Una volta c’era l’Albania misera di Hox. Era una prigione per lavori forzati e si passava dopo il lavoro con la gavetta per un mestolo di brodaglia di cavolo in cui navigava qualcosa. Sufficiente a sopravvivere.

E tutti piegavano la testa rassegnati.

Non era il massimo della felicità, ma tiravano avanti… e tutto tranquillo… non si sa bene come.

Ma anche i più crudeli tiranni si rendono conto che c’è un limite e, per non superarlo, dovranno pur offrire qualcosa: la soluzione classica resta sempre quella del “panem et circenses”. La conoscono da sempre, questa soluzione che quanto meno panem c’è, tanto più circenses dai.
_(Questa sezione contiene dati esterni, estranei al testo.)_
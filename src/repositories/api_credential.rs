//! Credential repository for database operations
//!
//! Credentials own their log source: creation provisions one when none is
//! supplied, the active flag is mirrored onto it, and deletion removes it.

use anyhow::{Result, anyhow};
use chrono::Utc;
use sea_orm::{
    ActiveModelTrait, ColumnTrait, DatabaseConnection, EntityTrait, ModelTrait, QueryFilter,
    QueryOrder, Set, TransactionTrait,
};
use std::sync::Arc;
use uuid::Uuid;

use crate::models::api_connector::{self, Entity as ApiConnector};
use crate::models::api_credential::{self, ApiCredential, Entity as ApiCredentialEntity};
use crate::models::http_request_log_source::{self, Entity as HttpRequestLogSource};
use crate::repositories::http_request_log_source::provision_source;

/// Values for a new credential
#[derive(Debug, Clone)]
pub struct NewCredential {
    pub name: String,
    pub connector_id: Uuid,
    pub tenant_id: Option<Uuid>,
    /// Existing log source to embed; a fresh one is provisioned when `None`
    pub log_source_id: Option<Uuid>,
}

impl NewCredential {
    pub fn new(name: impl Into<String>, connector_id: Uuid) -> Self {
        Self {
            name: name.into(),
            connector_id,
            tenant_id: None,
            log_source_id: None,
        }
    }
}

/// Repository for credential database operations
#[derive(Debug, Clone)]
pub struct CredentialRepository {
    /// Database connection pool
    pub db: Arc<DatabaseConnection>,
}

impl CredentialRepository {
    pub fn new(db: Arc<DatabaseConnection>) -> Self {
        Self { db }
    }

    /// Creates a credential together with its log source
    ///
    /// # Arguments
    ///
    /// * `credential` - Values of the credential to create
    ///
    /// # Returns
    ///
    /// Returns the credential joined with its connector
    pub async fn create(&self, credential: NewCredential) -> Result<ApiCredential> {
        let txn = self.db.begin().await?;

        let connector = ApiConnector::find_by_id(credential.connector_id)
            .one(&txn)
            .await?
            .ok_or_else(|| anyhow!("Connector '{}' not found", credential.connector_id))?;

        let log_source_id = match credential.log_source_id {
            Some(id) => id,
            None => provision_source(&txn, &credential.name).await?.id,
        };

        let now = Utc::now();
        let model = api_credential::ActiveModel {
            id: Set(Uuid::new_v4()),
            name: Set(credential.name),
            active: Set(true),
            tenant_id: Set(credential.tenant_id),
            connector_id: Set(connector.id),
            log_source_id: Set(log_source_id),
            created_at: Set(now.into()),
            updated_at: Set(now.into()),
        }
        .insert(&txn)
        .await?;

        txn.commit().await?;

        Ok(ApiCredential::new(model, connector))
    }

    /// Loads a credential with its connector by name
    pub async fn load(&self, name: &str) -> Result<Option<ApiCredential>> {
        let found = ApiCredentialEntity::find()
            .filter(api_credential::Column::Name.eq(name))
            .find_also_related(ApiConnector)
            .one(&*self.db)
            .await?;
        Self::joined(found)
    }

    pub async fn load_by_id(&self, id: Uuid) -> Result<Option<ApiCredential>> {
        let found = ApiCredentialEntity::find_by_id(id)
            .find_also_related(ApiConnector)
            .one(&*self.db)
            .await?;
        Self::joined(found)
    }

    fn joined(
        found: Option<(api_credential::Model, Option<api_connector::Model>)>,
    ) -> Result<Option<ApiCredential>> {
        match found {
            None => Ok(None),
            Some((credential, Some(connector))) => {
                Ok(Some(ApiCredential::new(credential, connector)))
            }
            Some((credential, None)) => Err(anyhow!(
                "Credential '{}' references a missing connector",
                credential.name
            )),
        }
    }

    /// Lists all credentials with their connectors, ordered by name
    pub async fn list_all(&self) -> Result<Vec<ApiCredential>> {
        let rows = ApiCredentialEntity::find()
            .find_also_related(ApiConnector)
            .order_by_asc(api_credential::Column::Name)
            .all(&*self.db)
            .await?;

        rows.into_iter()
            .map(|row| Self::joined(Some(row)))
            .filter_map(Result::transpose)
            .collect()
    }

    /// Toggles the credential's active flag and mirrors it onto its log source
    pub async fn set_active(&self, id: Uuid, active: bool) -> Result<api_credential::Model> {
        let txn = self.db.begin().await?;

        let existing = ApiCredentialEntity::find_by_id(id)
            .one(&txn)
            .await?
            .ok_or_else(|| anyhow!("Credential '{}' not found", id))?;

        let now = Utc::now();
        if let Some(source) = HttpRequestLogSource::find_by_id(existing.log_source_id)
            .one(&txn)
            .await?
        {
            let mut source: http_request_log_source::ActiveModel = source.into();
            source.active = Set(active);
            source.updated_at = Set(now.into());
            source.update(&txn).await?;
        }

        let mut credential: api_credential::ActiveModel = existing.into();
        credential.active = Set(active);
        credential.updated_at = Set(now.into());
        let updated = credential.update(&txn).await?;

        txn.commit().await?;
        Ok(updated)
    }

    /// Deletes the credential and its embedded log source (and thereby its logs)
    pub async fn delete(&self, id: Uuid) -> Result<()> {
        let txn = self.db.begin().await?;

        let existing = ApiCredentialEntity::find_by_id(id)
            .one(&txn)
            .await?
            .ok_or_else(|| anyhow!("Credential '{}' not found", id))?;
        let source_id = existing.log_source_id;

        existing.delete(&txn).await?;
        HttpRequestLogSource::delete_by_id(source_id)
            .exec(&txn)
            .await?;

        txn.commit().await?;
        Ok(())
    }
}
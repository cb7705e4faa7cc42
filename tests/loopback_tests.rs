use api_connector::config::AppConfig;
use api_connector::connectors::{LOOPBACK_CODE, LOOPBACK_ECHO_PATH, OverrideRegistry};
use api_connector::gateway::ApiRequest;
use api_connector::request_log::LogSourceOwner;
use api_connector::server::{AppState, create_app};
use reqwest::Method;
use serde_json::json;
use std::sync::Arc;
mod test_utils;
use test_utils::{create_credential, setup_file_db};

#[tokio::test]
async fn test_loopback_connector_calls_this_service() {
    let dir = tempfile::TempDir::new().unwrap();
    let db = setup_file_db(&dir).await.unwrap();

    let config = Arc::new(AppConfig::default());
    let registry = Arc::new(OverrideRegistry::initialize(&config));
    let state = AppState::new(config, db.clone(), registry).unwrap();
    let gateway = state.gateway.clone();

    let listener = tokio::net::TcpListener::bind("127.0.0.1:0").await.unwrap();
    let addr = listener.local_addr().unwrap();
    let server = tokio::spawn(async move {
        axum::serve(listener, create_app(state)).await.unwrap();
    });

    let credential = create_credential(&db, "Test Credential", LOOPBACK_CODE, &format!("http://{addr}"))
        .await
        .unwrap();

    let result = gateway
        .api_request(
            &credential,
            ApiRequest::new(Method::GET, LOOPBACK_ECHO_PATH).raising(),
        )
        .await
        .unwrap();
    assert_eq!(result, Some(json!({"a": 1})));

    let logs = gateway
        .logs()
        .list_for_source(credential.log_source_id(), 10)
        .await
        .unwrap();
    assert_eq!(logs.len(), 1);
    assert_eq!(logs[0].name, format!("http://{addr}/test/echo"));
    assert_eq!(logs[0].code.as_deref(), Some("200"));
    assert!(logs[0].headers.as_deref().unwrap().contains("text/plain"));
    assert_eq!(logs[0].response_body.as_deref(), Some("{\n  \"a\": 1\n}"));

    server.abort();
}
//! Database seeding functionality
//!
//! Populates the loopback connector and a test credential so the gateway
//! can be exercised against the running service.

pub mod connector;

pub use connector::seed_loopback;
Ma in quel paese poverissimo scarseggiavano anche i mezzi per un fastoso circenses e pensarono bene di affidarsi alla televisione per divertire i sudditi… a gratis. E c’era quella italiana di televisione, là a due passi che offrì ai poveracci nelle baracche il miraggio del paese dei balocchi con tanti arricchimenti facili che bastava rispondere a quattro cazzate e ti cadeva addosso una pioggia di zecchini d’oro. A due passi il paese dell’abbondanza, luci,  belle donne e disponibili… e “allegria allegria!”.

Impararono anche l’italiano dalla Tv per meglio drogarsi.
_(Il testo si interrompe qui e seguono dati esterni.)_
//! # Request Log API Handlers

use crate::error::ApiError;
use crate::server::AppState;
use axum::{extract::State, response::Json};
use serde::{Deserialize, Serialize};
use utoipa::ToSchema;

#[derive(Debug, Serialize, Deserialize, ToSchema)]
pub struct PurgeResponse {
    /// Number of expired entries deleted
    pub deleted: u64,
}

/// Deletes request log entries past their deletion date
#[utoipa::path(
    post,
    path = "/logs/purge",
    responses(
        (status = 200, description = "Purge completed", body = PurgeResponse),
        (status = 500, description = "Internal server error", body = ApiError)
    ),
    tag = "logs"
)]
pub async fn purge_logs(State(state): State<AppState>) -> Result<Json<PurgeResponse>, ApiError> {
    let deleted = state.gateway.logs().purge_expired().await?;
    tracing::info!(deleted, "manual request log purge completed");

    Ok(Json(PurgeResponse { deleted }))
}
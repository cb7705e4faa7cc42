//! # Data Models
//!
//! SeaORM entities for connectors, credentials, log sources and request log
//! entries, plus small response types shared by the HTTP layer.

use serde::{Deserialize, Serialize};
use utoipa::ToSchema;

pub mod api_connector;
pub mod api_credential;
pub mod http_request_log;
pub mod http_request_log_source;

pub use api_connector::Entity as ApiConnector;
pub use api_credential::Entity as ApiCredential;
pub use http_request_log::Entity as HttpRequestLog;
pub use http_request_log_source::Entity as HttpRequestLogSource;

/// Basic service information response
#[derive(Debug, Clone, Serialize, Deserialize, ToSchema)]
pub struct ServiceInfo {
    /// The name of the service
    pub service: String,
    /// The version of the service
    pub version: String,
}

impl Default for ServiceInfo {
    fn default() -> Self {
        Self {
            service: "api-connector".to_string(),
            version: env!("CARGO_PKG_VERSION").to_string(),
        }
    }
}
//! HTTP request log store.
//!
//! Log entries are written through [`HttpRequestLogRepository`] in their
//! own transaction so they survive a rollback of whatever business
//! transaction triggered the call. Owners such as API credentials reach the
//! store through the [`LogSourceOwner`] trait.
//!
//! [`HttpRequestLogRepository`]: crate::repositories::HttpRequestLogRepository

pub mod format;
pub mod owner;

use serde_json::Value;
use thiserror::Error;
use uuid::Uuid;

use crate::models::http_request_log_source::InvalidSettings;

pub use owner::LogSourceOwner;

/// Values recorded when a call is attempted.
#[derive(Debug, Clone, Default, PartialEq)]
pub struct NewLogEntry {
    /// Absolute target URL
    pub name: String,
    pub method: Option<String>,
    pub headers: Option<String>,
    pub params: Option<String>,
    pub request_body: Option<Value>,
    pub code: Option<String>,
    pub response_body: Option<Value>,
    pub error: Option<String>,
}

impl NewLogEntry {
    pub fn new(name: impl Into<String>) -> Self {
        Self {
            name: name.into(),
            ..Default::default()
        }
    }
}

/// Outcome fields written once a call completes. `None` leaves a field untouched.
#[derive(Debug, Clone, Default, PartialEq)]
pub struct LogEntryPatch {
    pub code: Option<String>,
    pub response_body: Option<Value>,
    pub error: Option<String>,
}

impl LogEntryPatch {
    pub fn error(message: impl Into<String>) -> Self {
        Self {
            error: Some(message.into()),
            ..Default::default()
        }
    }

    pub fn response(status: u16, body: Value) -> Self {
        Self {
            code: Some(status.to_string()),
            response_body: Some(body),
            error: None,
        }
    }

    pub fn with_error(mut self, message: impl Into<String>) -> Self {
        self.error = Some(message.into());
        self
    }
}

/// Errors raised by the log store.
///
/// Only configuration problems are surfaced; write failures during updates
/// are absorbed by the store itself.
#[derive(Debug, Error)]
pub enum LogStoreError {
    #[error("log source {id} not found")]
    SourceNotFound { id: Uuid },
    #[error("log source '{name}' is not active")]
    SourceInactive { name: String },
    #[error("invalid log source settings: {0}")]
    InvalidSettings(#[from] InvalidSettings),
    #[error("log storage failed: {0}")]
    Database(#[from] sea_orm::DbErr),
}
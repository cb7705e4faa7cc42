//! Request log repository
//!
//! Every write opens its own transaction on the shared pool and commits it
//! immediately, so entries persist even when the caller's surrounding
//! transaction is rolled back.

use chrono::{NaiveDate, Utc};
use sea_orm::{
    ActiveModelTrait, ColumnTrait, DatabaseConnection, DbErr, EntityTrait, PaginatorTrait,
    QueryFilter, QueryOrder, QuerySelect, Set, TransactionTrait,
};
use std::sync::Arc;
use tracing::debug;
use uuid::Uuid;

use crate::models::http_request_log::{self, Entity as HttpRequestLog};
use crate::models::http_request_log_source::{
    self, DEFAULT_BODY_TEXT_LOG_LIMIT_KB, Entity as HttpRequestLogSource,
};
use crate::request_log::format::{fit_inline, normalize, normalize_text};
use crate::request_log::{LogEntryPatch, LogStoreError, NewLogEntry};

/// Repository for request log entries
#[derive(Debug, Clone)]
pub struct HttpRequestLogRepository {
    /// Database connection pool
    pub db: Arc<DatabaseConnection>,
}

impl HttpRequestLogRepository {
    pub fn new(db: Arc<DatabaseConnection>) -> Self {
        Self { db }
    }

    /// Records a call attempt against a log source.
    ///
    /// # Arguments
    ///
    /// * `source_id` - The log source the entry belongs to
    /// * `entry` - Request-side values of the attempt
    ///
    /// # Returns
    ///
    /// Returns the new entry id, `None` when logging is disabled on the source,
    /// or an error when the source is unknown or inactive
    pub async fn create_log(
        &self,
        source_id: Uuid,
        entry: NewLogEntry,
    ) -> Result<Option<Uuid>, LogStoreError> {
        let source = HttpRequestLogSource::find_by_id(source_id)
            .one(&*self.db)
            .await?
            .ok_or(LogStoreError::SourceNotFound { id: source_id })?;

        if !source.active {
            return Err(LogStoreError::SourceInactive { name: source.name });
        }
        if !source.is_log_enabled {
            return Ok(None);
        }

        let limit = source.body_limit_bytes();
        let now = Utc::now();
        let id = Uuid::new_v4();

        let (request_body, request_body_file) =
            fit_inline(entry.request_body.as_ref().and_then(normalize), limit);
        let (response_body, response_body_file) =
            fit_inline(entry.response_body.as_ref().and_then(normalize), limit);
        let (error, error_file) =
            fit_inline(entry.error.as_deref().and_then(normalize_text), limit);

        let log = http_request_log::ActiveModel {
            id: Set(id),
            log_source_id: Set(source.id),
            name: Set(entry.name),
            method: Set(entry.method),
            headers: Set(entry.headers),
            params: Set(entry.params),
            request_body: Set(request_body),
            request_body_file: Set(request_body_file),
            code: Set(entry.code),
            response_body: Set(response_body),
            response_body_file: Set(response_body_file),
            error: Set(error),
            error_file: Set(error_file),
            delete_by_date: Set(source.deletion_date(now.date_naive())),
            processed_at: Set(None),
            processing_seconds: Set(0),
            created_at: Set(now.into()),
        };

        let txn = self.db.begin().await?;
        log.insert(&txn).await?;
        txn.commit().await?;

        Ok(Some(id))
    }

    /// Writes the outcome of a call onto an existing entry.
    ///
    /// Never fails: a missing id, an unknown entry or a storage error all
    /// return `false`.
    pub async fn update_log(&self, log_id: Option<Uuid>, patch: LogEntryPatch) -> bool {
        let Some(id) = log_id else {
            return false;
        };

        match self.write_outcome(id, patch).await {
            Ok(updated) => updated,
            Err(error) => {
                debug!(log_id = %id, %error, "request log update suppressed");
                false
            }
        }
    }

    async fn write_outcome(&self, id: Uuid, patch: LogEntryPatch) -> Result<bool, DbErr> {
        let txn = self.db.begin().await?;

        let Some((existing, source)) = HttpRequestLog::find_by_id(id)
            .find_also_related(HttpRequestLogSource)
            .one(&txn)
            .await?
        else {
            txn.rollback().await?;
            return Ok(false);
        };

        let limit = source
            .as_ref()
            .map(http_request_log_source::Model::body_limit_bytes)
            .unwrap_or(DEFAULT_BODY_TEXT_LOG_LIMIT_KB as usize * 1024);

        let now = Utc::now();
        let elapsed = now.signed_duration_since(existing.created_at).num_seconds();
        let mut log: http_request_log::ActiveModel = existing.into();

        if let Some(code) = patch.code {
            log.code = Set(Some(code));
        }
        if let Some(body) = patch.response_body {
            let (inline, file) = fit_inline(normalize(&body), limit);
            log.response_body = Set(inline);
            log.response_body_file = Set(file);
        }
        if let Some(message) = patch.error {
            let (inline, file) = fit_inline(normalize_text(&message), limit);
            log.error = Set(inline);
            log.error_file = Set(file);
        }
        log.processed_at = Set(Some(now.into()));
        log.processing_seconds = Set(elapsed.clamp(0, i32::MAX as i64) as i32);

        log.update(&txn).await?;
        txn.commit().await?;

        Ok(true)
    }

    /// Deletes every entry whose deletion date is strictly before today (UTC).
    ///
    /// # Returns
    ///
    /// Returns the number of deleted entries
    pub async fn purge_expired(&self) -> Result<u64, LogStoreError> {
        self.purge_expired_before(Utc::now().date_naive()).await
    }

    pub async fn purge_expired_before(&self, date: NaiveDate) -> Result<u64, LogStoreError> {
        let result = HttpRequestLog::delete_many()
            .filter(http_request_log::Column::DeleteByDate.lt(date))
            .exec(&*self.db)
            .await?;
        Ok(result.rows_affected)
    }

    /// Counts the entries `purge_expired` would delete right now.
    pub async fn count_expired(&self) -> Result<u64, LogStoreError> {
        let count = HttpRequestLog::find()
            .filter(http_request_log::Column::DeleteByDate.lt(Utc::now().date_naive()))
            .count(&*self.db)
            .await?;
        Ok(count)
    }

    /// Lists entries of one source, newest first
    pub async fn list_for_source(
        &self,
        source_id: Uuid,
        limit: u64,
    ) -> Result<Vec<http_request_log::Model>, LogStoreError> {
        let logs = HttpRequestLog::find()
            .filter(http_request_log::Column::LogSourceId.eq(source_id))
            .order_by_desc(http_request_log::Column::CreatedAt)
            .limit(limit)
            .all(&*self.db)
            .await?;
        Ok(logs)
    }

    pub async fn get(&self, id: Uuid) -> Result<Option<http_request_log::Model>, LogStoreError> {
        Ok(HttpRequestLog::find_by_id(id).one(&*self.db).await?)
    }
}
//! Migration to create the http_request_logs table.
//!
//! One row per outbound call attempt. Bodies above the source's size limit
//! live in the `*_file` binary columns with the inline text blanked.

use sea_orm_migration::prelude::*;

#[derive(DeriveMigrationName)]
pub struct Migration;

#[async_trait::async_trait]
impl MigrationTrait for Migration {
    async fn up(&self, manager: &SchemaManager) -> Result<(), DbErr> {
        manager
            .create_table(
                Table::create()
                    .table(HttpRequestLogs::Table)
                    .if_not_exists()
                    .col(
                        ColumnDef::new(HttpRequestLogs::Id)
                            .uuid()
                            .not_null()
                            .primary_key(),
                    )
                    .col(ColumnDef::new(HttpRequestLogs::LogSourceId).uuid().not_null())
                    .col(ColumnDef::new(HttpRequestLogs::Name).text().not_null())
                    .col(ColumnDef::new(HttpRequestLogs::Method).text().null())
                    .col(ColumnDef::new(HttpRequestLogs::Headers).text().null())
                    .col(ColumnDef::new(HttpRequestLogs::Params).text().null())
                    .col(ColumnDef::new(HttpRequestLogs::RequestBody).text().null())
                    .col(ColumnDef::new(HttpRequestLogs::RequestBodyFile).binary().null())
                    .col(ColumnDef::new(HttpRequestLogs::Code).text().null())
                    .col(ColumnDef::new(HttpRequestLogs::ResponseBody).text().null())
                    .col(ColumnDef::new(HttpRequestLogs::ResponseBodyFile).binary().null())
                    .col(ColumnDef::new(HttpRequestLogs::Error).text().null())
                    .col(ColumnDef::new(HttpRequestLogs::ErrorFile).binary().null())
                    .col(ColumnDef::new(HttpRequestLogs::DeleteByDate).date().null())
                    .col(
                        ColumnDef::new(HttpRequestLogs::ProcessedAt)
                            .timestamp_with_time_zone()
                            .null(),
                    )
                    .col(
                        ColumnDef::new(HttpRequestLogs::ProcessingSeconds)
                            .integer()
                            .not_null()
                            .default(0),
                    )
                    .col(
                        ColumnDef::new(HttpRequestLogs::CreatedAt)
                            .timestamp_with_time_zone()
                            .not_null()
                            .default(Expr::current_timestamp()),
                    )
                    .foreign_key(
                        ForeignKey::create()
                            .name("fk_http_request_logs_log_source_id")
                            .from(HttpRequestLogs::Table, HttpRequestLogs::LogSourceId)
                            .to(HttpRequestLogSources::Table, HttpRequestLogSources::Id)
                            .on_delete(ForeignKeyAction::Cascade),
                    )
                    .to_owned(),
            )
            .await?;

        // Listing logs for one source, newest first
        manager
            .create_index(
                Index::create()
                    .name("idx_http_request_logs_source_created")
                    .table(HttpRequestLogs::Table)
                    .col(HttpRequestLogs::LogSourceId)
                    .col(HttpRequestLogs::CreatedAt)
                    .to_owned(),
            )
            .await?;

        // Retention sweeps
        manager
            .create_index(
                Index::create()
                    .name("idx_http_request_logs_delete_by_date")
                    .table(HttpRequestLogs::Table)
                    .col(HttpRequestLogs::DeleteByDate)
                    .to_owned(),
            )
            .await?;

        Ok(())
    }

    async fn down(&self, manager: &SchemaManager) -> Result<(), DbErr> {
        manager
            .drop_index(
                Index::drop()
                    .name("idx_http_request_logs_delete_by_date")
                    .to_owned(),
            )
            .await?;

        manager
            .drop_index(
                Index::drop()
                    .name("idx_http_request_logs_source_created")
                    .to_owned(),
            )
            .await?;

        manager
            .drop_table(Table::drop().table(HttpRequestLogs::Table).to_owned())
            .await
    }
}

#[derive(DeriveIden)]
enum HttpRequestLogs {
    Table,
    Id,
    LogSourceId,
    Name,
    Method,
    Headers,
    Params,
    RequestBody,
    RequestBodyFile,
    Code,
    ResponseBody,
    ResponseBodyFile,
    Error,
    ErrorFile,
    DeleteByDate,
    ProcessedAt,
    ProcessingSeconds,
    CreatedAt,
}

#[derive(DeriveIden)]
enum HttpRequestLogSources {
    Table,
    Id,
}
Se ne innamorarono… perdutamente… del paese dove non si lavorava e dove erano tutti ben nutriti e lustri, e dove anche gli animali mangiavano bocconcini di carne ben condita da far arrivare fin nelle loro baracche il profumo di buono a tagliare il puzzo di cavolo stagnante… come non avrebbero potuto?… innamorarsi.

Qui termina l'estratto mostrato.